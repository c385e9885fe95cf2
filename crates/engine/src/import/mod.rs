//! Statement log replay
//!
//! Replays a statement log against a [`Session`], in log order.
//!
//! # Replay Rules
//!
//! - **Directives**: `CONSISTENCY <LEVEL>;` is never sent to the cluster. A
//!   different level first flushes the pending batch at the old level, then
//!   becomes active. Repeating the active level does nothing.
//! - **Batchable**: statements starting with `INSERT` or `UPDATE`
//!   (case-insensitive) are buffered in a [`PendingBatch`] unless `sync` is
//!   set. A full batch is flushed immediately.
//! - **Everything else**: flushes the pending batch, then executes.
//! - **End of log**: the pending batch is flushed; an unterminated tail is
//!   executed anyway, with a warning.
//!
//! Every statement runs at the level active when it was read, and no
//! statement overtakes one read before it. The first failure aborts the
//! replay; statements already executed stay applied.
//!
//! Replaying counter UPDATEs is not idempotent: every replay adds the
//! exported values again.
//!
//! # Usage
//!
//! ```ignore
//! let stats = Replayer::new(&mut session, ImportOptions::new())?
//!     .replay_file(Path::new("dump.cql"))?;
//! ```

mod batch;
mod options;

pub use batch::PendingBatch;
pub use options::{Dispatch, ImportOptions};

use std::fs::File;
use std::io::{BufRead, BufReader};
use std::path::Path;

use cqldump_core::{ConsistencyLevel, Result, Session};
use tracing::{debug, info, warn};

use crate::log::{LogEntry, StatementReader};
use crate::progress::Progress;

/// Statistics from one replay
#[derive(Debug, Default, Clone, PartialEq, Eq)]
pub struct ReplayStats {
    /// Directives read
    pub directives: usize,
    /// Directives that changed the active level
    pub level_changes: usize,
    /// Statements sent to the cluster
    pub statements_executed: usize,
    /// Statements that went through the pending batch
    pub statements_batched: usize,
    /// Non-empty batch flushes
    pub flushes: usize,
    /// Whether the log ended with an unterminated statement
    pub unterminated_tail: bool,
}

impl ReplayStats {
    /// Create empty stats
    pub fn new() -> Self {
        ReplayStats::default()
    }

    /// Check if any statement was executed
    pub fn has_statements(&self) -> bool {
        self.statements_executed > 0
    }
}

/// Whether a statement may wait in the pending batch
pub fn is_batchable(statement: &str) -> bool {
    let head = statement.trim_start();
    ["INSERT", "UPDATE"].iter().any(|keyword| {
        head.get(..keyword.len())
            .map_or(false, |prefix| prefix.eq_ignore_ascii_case(keyword))
    })
}

/// Replay state machine for one run
pub struct Replayer<'a, S: Session + ?Sized> {
    session: &'a mut S,
    options: ImportOptions,
    progress: Progress,
    active: ConsistencyLevel,
    pending: PendingBatch,
    stats: ReplayStats,
}

impl<'a, S: Session + ?Sized> Replayer<'a, S> {
    /// Create a replayer; the options are validated first
    pub fn new(session: &'a mut S, options: ImportOptions) -> Result<Self> {
        options.validate()?;
        Ok(Replayer {
            session,
            progress: Progress::new(options.quiet),
            active: ConsistencyLevel::One,
            pending: PendingBatch::new(options.batch_capacity),
            stats: ReplayStats::new(),
            options,
        })
    }

    /// Replace the progress printer (builder pattern)
    pub fn with_progress(mut self, progress: Progress) -> Self {
        self.progress = progress;
        self
    }

    /// Level statements currently run at
    pub fn active_level(&self) -> ConsistencyLevel {
        self.active
    }

    /// Replay the log at `path`
    pub fn replay_file(self, path: &Path) -> Result<ReplayStats> {
        info!(path = %path.display(), "Importing statement log");
        let file = File::open(path)?;
        self.replay(BufReader::new(file))
    }

    /// Replay a log from any buffered reader
    pub fn replay<R: BufRead>(mut self, input: R) -> Result<ReplayStats> {
        for entry in StatementReader::new(input) {
            match entry? {
                LogEntry::Directive { level, .. } => self.apply_directive(level)?,
                LogEntry::Statement { text, .. } => self.apply_statement(text)?,
                LogEntry::Unterminated { text, line } => {
                    warn!(line, "Executing unterminated statement at end of log");
                    self.stats.unterminated_tail = true;
                    self.flush()?;
                    self.execute(&text)?;
                }
            }
            self.progress.tick();
        }
        self.flush()?;
        self.progress.end_block();

        info!(
            executed = self.stats.statements_executed,
            batched = self.stats.statements_batched,
            flushes = self.stats.flushes,
            level_changes = self.stats.level_changes,
            "Import complete"
        );
        Ok(self.stats)
    }

    fn apply_directive(&mut self, level: ConsistencyLevel) -> Result<()> {
        self.stats.directives += 1;
        if level == self.active {
            return Ok(());
        }
        self.flush()?;
        debug!(from = %self.active, to = %level, "Consistency level changed");
        self.active = level;
        self.stats.level_changes += 1;
        Ok(())
    }

    fn apply_statement(&mut self, text: String) -> Result<()> {
        if !self.options.sync && is_batchable(&text) {
            self.stats.statements_batched += 1;
            if self.pending.push(text) {
                self.flush()?;
            }
            return Ok(());
        }
        self.flush()?;
        self.execute(&text)
    }

    fn flush(&mut self) -> Result<()> {
        if self.pending.is_empty() {
            return Ok(());
        }
        let level = self.active;
        debug!(size = self.pending.len(), level = %level, "Flushing pending batch");
        for statement in self.pending.drain() {
            self.session.execute(&statement, level)?;
            self.stats.statements_executed += 1;
        }
        self.stats.flushes += 1;
        Ok(())
    }

    fn execute(&mut self, statement: &str) -> Result<()> {
        self.session.execute(statement, self.active)?;
        self.stats.statements_executed += 1;
        Ok(())
    }
}

/// Replay the log at `path` against `session`
pub fn import_file<S: Session + ?Sized>(
    session: &mut S,
    path: &Path,
    options: ImportOptions,
) -> Result<ReplayStats> {
    Replayer::new(session, options)?.replay_file(path)
}

#[cfg(test)]
mod tests {
    use super::*;
    use crate::testing::RecordingSession;
    use cqldump_core::Error;

    fn replay(log: &str, options: ImportOptions) -> (RecordingSession, Result<ReplayStats>) {
        let mut session = RecordingSession::new();
        let result = Replayer::new(&mut session, options.with_quiet(true))
            .and_then(|r| r.replay(log.as_bytes()));
        (session, result)
    }

    fn order(session: &RecordingSession) -> Vec<&str> {
        session.executed().iter().map(|(s, _)| s.as_str()).collect()
    }

    #[test]
    fn test_is_batchable() {
        assert!(is_batchable("INSERT INTO t (a) VALUES (1)"));
        assert!(is_batchable("  update t SET c = c + 1 WHERE k = 1"));
        assert!(!is_batchable("DROP TABLE t"));
        assert!(!is_batchable("INS"));
    }

    #[test]
    fn test_level_change_flushes_at_old_level() {
        let log = "INSERT A;\nINSERT B;\nCONSISTENCY QUORUM;\nINSERT C;\n";
        let (session, result) = replay(log, ImportOptions::new());
        let stats = result.unwrap();
        assert_eq!(
            session.executed(),
            &[
                ("INSERT A".to_string(), ConsistencyLevel::One),
                ("INSERT B".to_string(), ConsistencyLevel::One),
                ("INSERT C".to_string(), ConsistencyLevel::Quorum),
            ]
        );
        assert_eq!(stats.flushes, 2);
        assert_eq!(stats.level_changes, 1);
    }

    #[test]
    fn test_repeated_level_does_not_flush() {
        let log = "CONSISTENCY ONE;\nINSERT A;\nCONSISTENCY ONE;\nINSERT B;\n";
        let (session, result) = replay(log, ImportOptions::new());
        let stats = result.unwrap();
        assert_eq!(stats.flushes, 1);
        assert_eq!(stats.level_changes, 0);
        assert_eq!(stats.directives, 2);
        assert_eq!(order(&session), vec!["INSERT A", "INSERT B"]);
    }

    #[test]
    fn test_other_statements_flush_first() {
        let log = "INSERT A;\nCREATE X;\nUPDATE B;\n";
        let (session, result) = replay(log, ImportOptions::new());
        result.unwrap();
        assert_eq!(order(&session), vec!["INSERT A", "CREATE X", "UPDATE B"]);
    }

    #[test]
    fn test_full_batch_flushes() {
        let log = "INSERT A;\nINSERT B;\nINSERT C;\n";
        let (_, result) = replay(log, ImportOptions::new().with_batch_capacity(2));
        let stats = result.unwrap();
        assert_eq!(stats.flushes, 2);
        assert_eq!(stats.statements_executed, 3);
    }

    #[test]
    fn test_sync_bypasses_batch() {
        let log = "INSERT A;\nINSERT B;\n";
        let (_, result) = replay(log, ImportOptions::new().with_sync(true));
        let stats = result.unwrap();
        assert_eq!(stats.statements_batched, 0);
        assert_eq!(stats.flushes, 0);
        assert_eq!(stats.statements_executed, 2);
    }

    #[test]
    fn test_unterminated_tail_runs_after_pending() {
        let log = "CONSISTENCY TWO;\nINSERT A;\nINSERT B";
        let (session, result) = replay(log, ImportOptions::new());
        let stats = result.unwrap();
        assert!(stats.unterminated_tail);
        assert_eq!(
            session.executed(),
            &[
                ("INSERT A".to_string(), ConsistencyLevel::Two),
                ("INSERT B".to_string(), ConsistencyLevel::Two),
            ]
        );
    }

    #[test]
    fn test_failure_aborts_without_rollback() {
        let mut session = RecordingSession::new().failing_on("BAD");
        let log = "INSERT A;\nCREATE BAD;\nINSERT C;\n";
        let err = Replayer::new(&mut session, ImportOptions::new().with_quiet(true))
            .unwrap()
            .replay(log.as_bytes())
            .unwrap_err();
        assert!(matches!(err, Error::Execution { .. }));
        assert_eq!(order(&session), vec!["INSERT A"]);
    }

    #[test]
    fn test_malformed_directive_aborts() {
        let (_, result) = replay("CONSISTENCY SOME;\n", ImportOptions::new());
        assert!(matches!(result, Err(Error::MalformedLog { line: 1, .. })));
    }

    #[test]
    fn test_concurrent_dispatch_rejected_before_reading() {
        let (session, result) = replay(
            "INSERT A;\n",
            ImportOptions::new().with_dispatch(Dispatch::Concurrent),
        );
        assert!(matches!(result, Err(Error::Configuration { .. })));
        assert!(session.executed().is_empty());
    }

    #[test]
    fn test_import_file() {
        let dir = tempfile::tempdir().unwrap();
        let path = dir.path().join("dump.cql");
        std::fs::write(&path, "CONSISTENCY ALL;\nDROP X;\n").unwrap();
        let mut session = RecordingSession::new();
        let stats = import_file(&mut session, &path, ImportOptions::new().with_quiet(true)).unwrap();
        assert_eq!(stats.statements_executed, 1);
        assert_eq!(
            session.executed(),
            &[("DROP X".to_string(), ConsistencyLevel::All)]
        );
    }
}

## Aim of the exercise
Whenever a line of the material holds the word "nCREATE", copy it out.

## Answer to this exercise
        let log = "INSERT A;\nCREATE X;\nUPDATE B;\n";
        let log = "INSERT A;\nCREATE BAD;\nINSERT C;\n";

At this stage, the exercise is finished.